You mentioned being in debt for life. Does the boat purchase budget include financing the boat? If so, be careful. The boat can quickly be worth less than you owe, unless you have a significant down payment. Many (possibly most) marine lenders do not finance liveaboard boats, perhaps because the wear and tear is greater and value declines too fast. I'm not sure their logic is always good, but offer it for your research. Some will say one should never finance a boat. I don't always feel that way, especially if it's your home. Although, be sober about how it may work out.
The final component of financial planning should recognize that some great percentage of cruisers and liveaboards eventually move back ashore, unless they die unexpectedly.

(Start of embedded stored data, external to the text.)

//! # CLI 模块
//!
//! 使用 `clap` 定义命令行参数和子命令。
//!
//! ## 命令结构
//! - `calibrate`: 从电压序列图像估计标定常数 r'
//!
//! ## 依赖关系
//! - 被 `main.rs` 使用
//! - 子模块: calibrate

pub mod calibrate;

use clap::{Parser, Subcommand};

/// leedcal - LEED 仪器标定工具箱
#[derive(Parser)]
#[command(name = "leedcal")]
#[command(author = "Changjiang Wu")]
#[command(version)]
#[command(about = "A LEED instrument calibration toolkit", long_about = None)]
#[command(propagate_version = true)]
pub struct Cli {
    #[command(subcommand)]
    pub command: Commands,
}

/// 可用的子命令
#[derive(Subcommand)]
pub enum Commands {
    /// Estimate the calibration constant r' from a beam-voltage image series
    Calibrate(calibrate::CalibrateArgs),
}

I'm only offering thoughts for planning. I hope it becomes everything you dream it to be. Good luck.
What you are saying is all true, and is good advice, and yes, it is probably axiomatic, that most sailers eventually come back to land to die, but until then, I want to live on the ocean
- for the first time in my life - while I am still capable of doing so.
Why? Because I was raised, and lived, near the sea most of my life, and it was only unforeseen circumstances, coupled with well-intentioned, yet bad advice, that prevented me from buying a live aboard sailboat years ago. So, I have decided that it is time to redeem that huge mistake, and [finally] eliminate that deep, lifelong regret
FYI: I plan to take a basic keelboat course at a local lake based marina in Spring 2017, and after that, want to wangle some delivery, or race crew opportunities in the Gulf, and along the eastern seaboard. At least those are my hopes anyway.
Once again, I very much appreciate your feedback, and look forward to more in the future.
Oh, almost forgot, I plan to use the profits from the sale of my house to buy the boat outright
. Unless of course, I can find a decent paying job again, in which case, I'll use that income to buy the boat, then rent out my place as soon as I move aboard. On the other hand, I just might sell my house anyway (-still thinking that one thru).